ACTIVITY =
Using the records below, quote only the span that opens with the line containing "Whole days from" and closes with the line containing "let days = seconds.div_euclid(SECONDS_PER_DAY);", exactly and inclusively.

RECORDS FOR THIS EXERCISE =
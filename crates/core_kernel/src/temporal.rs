//! Calendar handling for policy terms, renewal windows and report ranges
//!
//! Timestamps are always stored in UTC. A [`Timezone`] is only consulted when a
//! calendar date has to be derived from an instant, e.g. for the day bucket of
//! an application number.

use chrono::{DateTime, Months, NaiveDate, Utc};
use chrono_tz::Tz;
use serde::{Deserialize, Deserializer, Serialize, Serializer};
use std::str::FromStr;
use thiserror::Error;

/// Number of seconds in one day, used for day-granularity arithmetic
pub const SECONDS_PER_DAY: i64 = 86_400;

/// Timezone wrapper used for calendar bucketing
///
/// Wraps chrono_tz::Tz with string (de)serialisation so it can sit in config.
#[derive(Debug, Clone, Copy, PartialEq, Eq)]
pub struct Timezone(pub Tz);

impl Serialize for Timezone {
    fn serialize<S>(&self, serializer: S) -> Result<S::Ok, S::Error>
    where
        S: Serializer,
    {
        serializer.serialize_str(self.0.name())
    }
}

impl<'de> Deserialize<'de> for Timezone {
    fn deserialize<D>(deserializer: D) -> Result<Self, D::Error>
    where
        D: Deserializer<'de>,
    {
        let s = String::deserialize(deserializer)?;
        Timezone::from_str(&s).map_err(serde::de::Error::custom)
    }
}

impl FromStr for Timezone {
    type Err = TemporalError;

    fn from_str(s: &str) -> Result<Self, Self::Err> {
        Tz::from_str(s)
            .map(Timezone)
            .map_err(|_| TemporalError::InvalidTimezone(s.to_string()))
    }
}

impl Timezone {
    pub fn new(tz: Tz) -> Self {
        Self(tz)
    }

    /// Converts a UTC instant to the local timezone
    pub fn to_local(&self, utc: DateTime<Utc>) -> DateTime<Tz> {
        utc.with_timezone(&self.0)
    }

    /// Returns the local calendar date of a UTC instant
    pub fn local_date(&self, utc: DateTime<Utc>) -> NaiveDate {
        self.to_local(utc).date_naive()
    }
}

impl Default for Timezone {
    fn default() -> Self {
        Self(chrono_tz::UTC)
    }
}

/// Errors related to temporal operations
#[derive(Debug, Error, PartialEq, Eq)]
pub enum TemporalError {
    #[error("Invalid period: start {start} must not be after end {end}")]
    InvalidPeriod { start: String, end: String },

    #[error("Date arithmetic overflowed for {0}")]
    OutOfRange(String),

    #[error("Invalid timezone: {0}")]
    InvalidTimezone(String),
}

/// An inclusive calendar date range, used for report filtering
#[derive(Debug, Clone, Copy, PartialEq, Eq, Serialize, Deserialize)]
pub struct DateRange {
    pub start: NaiveDate,
    pub end: NaiveDate,
}

impl DateRange {
    pub fn new(start: NaiveDate, end: NaiveDate) -> Result<Self, TemporalError> {
        if start > end {
            return Err(TemporalError::InvalidPeriod {
                start: start.to_string(),
                end: end.to_string(),
            });
        }
        Ok(Self { start, end })
    }

    /// Both bounds are inclusive
    pub fn contains(&self, date: NaiveDate) -> bool {
        date >= self.start && date <= self.end
    }

    pub fn days(&self) -> i64 {
        (self.end - self.start).num_days()
    }
}

/// Advances an instant by whole calendar years
///
/// February 29th lands on February 28th in a non-leap target year.
pub fn add_calendar_years(instant: DateTime<Utc>, years: u32) -> Result<DateTime<Utc>, TemporalError> {
    instant
        .checked_add_months(Months::new(years.saturating_mul(12)))
        .ok_or_else(|| TemporalError::OutOfRange(instant.to_rfc3339()))
}

/// Whole days from `from` until `to`, rounded up
///
/// A partial day counts as a full day, so an instant 36 hours away is two days
/// away. Negative when `to` is in the past.
pub fn days_until_ceil(from: DateTime<Utc>, to: DateTime<Utc>) -> i64 {
    let seconds = (to - from).num_seconds();
    let days = seconds.div_euclid(SECONDS_PER_DAY);
    if seconds.rem_euclid(SECONDS_PER_DAY) == 0 {
        days
    } else {
        days + 1
    }
}

#[cfg(test)]
mod tests {
    use super::*;
    use chrono::{Duration, TimeZone};

    #[test]
    fn test_date_range_is_inclusive() {
        let range = DateRange::new(
            NaiveDate::from_ymd_opt(2025, 1, 1).unwrap(),
            NaiveDate::from_ymd_opt(2025, 1, 31).unwrap(),
        )
        .unwrap();

        assert!(range.contains(NaiveDate::from_ymd_opt(2025, 1, 1).unwrap()));
        assert!(range.contains(NaiveDate::from_ymd_opt(2025, 1, 31).unwrap()));
        assert!(!range.contains(NaiveDate::from_ymd_opt(2025, 2, 1).unwrap()));
        assert_eq!(range.days(), 30);
    }

    #[test]
    fn test_date_range_rejects_inverted_bounds() {
        let result = DateRange::new(
            NaiveDate::from_ymd_opt(2025, 2, 1).unwrap(),
            NaiveDate::from_ymd_opt(2025, 1, 1).unwrap(),
        );
        assert!(matches!(result, Err(TemporalError::InvalidPeriod { .. })));
    }

    #[test]
    fn test_add_calendar_years_handles_leap_day() {
        let leap = Utc.with_ymd_and_hms(2024, 2, 29, 10, 0, 0).unwrap();
        let next = add_calendar_years(leap, 1).unwrap();
        assert_eq!(next, Utc.with_ymd_and_hms(2025, 2, 28, 10, 0, 0).unwrap());
    }

    #[test]
    fn test_days_until_ceil_rounds_partial_days_up() {
        let now = Utc.with_ymd_and_hms(2025, 3, 1, 0, 0, 0).unwrap();
        assert_eq!(days_until_ceil(now, now + Duration::hours(36)), 2);
        assert_eq!(days_until_ceil(now, now + Duration::days(3)), 3);
        assert_eq!(days_until_ceil(now, now), 0);
        assert_eq!(days_until_ceil(now, now - Duration::hours(12)), 0);
        assert_eq!(days_until_ceil(now, now - Duration::hours(36)), -1);
    }

    #[test]
    fn test_local_date_uses_timezone() {
        let tz: Timezone = "Asia/Kolkata".parse().unwrap();
        let late_utc = Utc.with_ymd_and_hms(2025, 6, 30, 20, 0, 0).unwrap();
        assert_eq!(tz.local_date(late_utc), NaiveDate::from_ymd_opt(2025, 7, 1).unwrap());
    }
}
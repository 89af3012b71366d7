//! Claim aggregate

use chrono::{DateTime, NaiveDate, Utc};
use rust_decimal::Decimal;
use serde::{Deserialize, Serialize};
use std::fmt;
use std::str::FromStr;

use core_kernel::money::round_amount;
use core_kernel::validation::{require_non_blank, require_positive};
use core_kernel::{ClaimId, FieldError, PolicyId, UserId, ValidationCode};
use domain_policy::InsuranceKind;

use crate::error::ClaimError;

/// Claim status
#[derive(Debug, Clone, Copy, PartialEq, Eq, Hash, Serialize, Deserialize)]
#[serde(rename_all = "snake_case")]
pub enum ClaimStatus {
    /// Filed by the policyholder, not yet looked at
    Submitted,
    UnderReview,
    Approved,
    Rejected,
    /// Settled; carries the approved amount forward
    Paid,
}

impl ClaimStatus {
    pub fn as_str(&self) -> &'static str {
        match self {
            ClaimStatus::Submitted => "submitted",
            ClaimStatus::UnderReview => "under_review",
            ClaimStatus::Approved => "approved",
            ClaimStatus::Rejected => "rejected",
            ClaimStatus::Paid => "paid",
        }
    }

    /// Statuses an administrator may move a claim into
    pub fn is_review_status(&self) -> bool {
        !matches!(self, ClaimStatus::Submitted)
    }

    /// Statuses that count towards the approved total
    pub fn is_approved(&self) -> bool {
        matches!(self, ClaimStatus::Approved | ClaimStatus::Paid)
    }

    pub fn is_open(&self) -> bool {
        matches!(self, ClaimStatus::Submitted | ClaimStatus::UnderReview)
    }
}

impl fmt::Display for ClaimStatus {
    fn fmt(&self, f: &mut fmt::Formatter<'_>) -> fmt::Result {
        f.write_str(self.as_str())
    }
}

impl FromStr for ClaimStatus {
    type Err = ClaimError;

    fn from_str(s: &str) -> Result<Self, Self::Err> {
        match s {
            "submitted" => Ok(ClaimStatus::Submitted),
            "under_review" => Ok(ClaimStatus::UnderReview),
            "approved" => Ok(ClaimStatus::Approved),
            "rejected" => Ok(ClaimStatus::Rejected),
            "paid" => Ok(ClaimStatus::Paid),
            other => Err(ClaimError::InvalidStatus(other.to_string())),
        }
    }
}

/// Facts of a vehicle incident
#[derive(Debug, Clone, PartialEq, Eq, Serialize, Deserialize)]
pub struct VehicleIncident {
    pub incident_date: NaiveDate,
    pub location: String,
    pub description: String,
    pub police_report_number: Option<String>,
    #[serde(default)]
    pub document_names: Vec<String>,
}

/// Facts of a medical treatment
#[derive(Debug, Clone, PartialEq, Eq, Serialize, Deserialize)]
pub struct HealthTreatment {
    pub treatment_date: NaiveDate,
    pub hospital_name: String,
    pub diagnosis: String,
    pub treatment_description: Option<String>,
    #[serde(default)]
    pub document_names: Vec<String>,
}

/// Family-specific payload of a claim
#[derive(Debug, Clone, PartialEq, Eq, Serialize, Deserialize)]
#[serde(tag = "family", rename_all = "snake_case")]
pub enum ClaimDetails {
    Vehicle(VehicleIncident),
    Health(HealthTreatment),
}

impl ClaimDetails {
    pub fn family(&self) -> InsuranceKind {
        match self {
            ClaimDetails::Vehicle(_) => InsuranceKind::Vehicle,
            ClaimDetails::Health(_) => InsuranceKind::Health,
        }
    }

    /// Date a report range is matched against
    pub fn relevant_date(&self) -> NaiveDate {
        match self {
            ClaimDetails::Vehicle(incident) => incident.incident_date,
            ClaimDetails::Health(treatment) => treatment.treatment_date,
        }
    }

    pub fn validate(&self, today: NaiveDate) -> Result<(), FieldError> {
        match self {
            ClaimDetails::Vehicle(incident) => {
                require_non_blank("location", &incident.location)?;
                require_non_blank("description", &incident.description)?;
            }
            ClaimDetails::Health(treatment) => {
                require_non_blank("hospital_name", &treatment.hospital_name)?;
                require_non_blank("diagnosis", &treatment.diagnosis)?;
            }
        }
        if self.relevant_date() > today {
            let field = match self {
                ClaimDetails::Vehicle(_) => "incident_date",
                ClaimDetails::Health(_) => "treatment_date",
            };
            return Err(FieldError::new(field, ValidationCode::InvalidRange, "must not be in the future"));
        }
        Ok(())
    }
}

/// A claim against a policy
#[derive(Debug, Clone, PartialEq, Eq, Serialize, Deserialize)]
pub struct Claim {
    pub id: ClaimId,
    /// e.g. `HCL-2025-007`
    pub claim_number: String,
    pub policy_id: PolicyId,
    pub user_id: UserId,
    pub details: ClaimDetails,
    /// Estimated repair cost or billed treatment amount
    pub claim_amount: Decimal,
    pub status: ClaimStatus,
    pub reviewed_at: Option<DateTime<Utc>>,
    pub reviewed_by: Option<UserId>,
    pub approved_amount: Option<Decimal>,
    pub rejection_reason: Option<String>,
    pub admin_notes: Option<String>,
    pub created_at: DateTime<Utc>,
    pub updated_at: DateTime<Utc>,
}

/// Inputs for filing a claim
#[derive(Debug, Clone)]
pub struct FileClaim {
    pub claim_number: String,
    pub policy_id: PolicyId,
    pub user_id: UserId,
    pub details: ClaimDetails,
    pub claim_amount: Decimal,
    pub now: DateTime<Utc>,
}

impl Claim {
    /// Files a new claim in `submitted` status
    ///
    /// Ownership and policy status are checked by the caller, which has the
    /// policy at hand; this only validates the claim's own fields.
    pub fn file(request: FileClaim) -> Result<Self, ClaimError> {
        require_positive("claim_amount", request.claim_amount)?;
        request.details.validate(request.now.date_naive())?;

        Ok(Self {
            id: ClaimId::new_v7(),
            claim_number: request.claim_number,
            policy_id: request.policy_id,
            user_id: request.user_id,
            details: request.details,
            claim_amount: round_amount(request.claim_amount),
            status: ClaimStatus::Submitted,
            reviewed_at: None,
            reviewed_by: None,
            approved_amount: None,
            rejection_reason: None,
            admin_notes: None,
            created_at: request.now,
            updated_at: request.now,
        })
    }

    pub fn family(&self) -> InsuranceKind {
        self.details.family()
    }

    pub fn relevant_date(&self) -> NaiveDate {
        self.details.relevant_date()
    }

    pub fn is_owned_by(&self, user_id: UserId) -> bool {
        self.user_id == user_id
    }
}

WRITTEN SOLUTION =
/// Whole days from `from` until `to`, rounded up
///
/// A partial day counts as a full day, so an instant 36 hours away is two days
/// away. Negative when `to` is in the past.
pub fn days_until_ceil(from: DateTime<Utc>, to: DateTime<Utc>) -> i64 {
    let seconds = (to - from).num_seconds();
    let days = seconds.div_euclid(SECONDS_PER_DAY);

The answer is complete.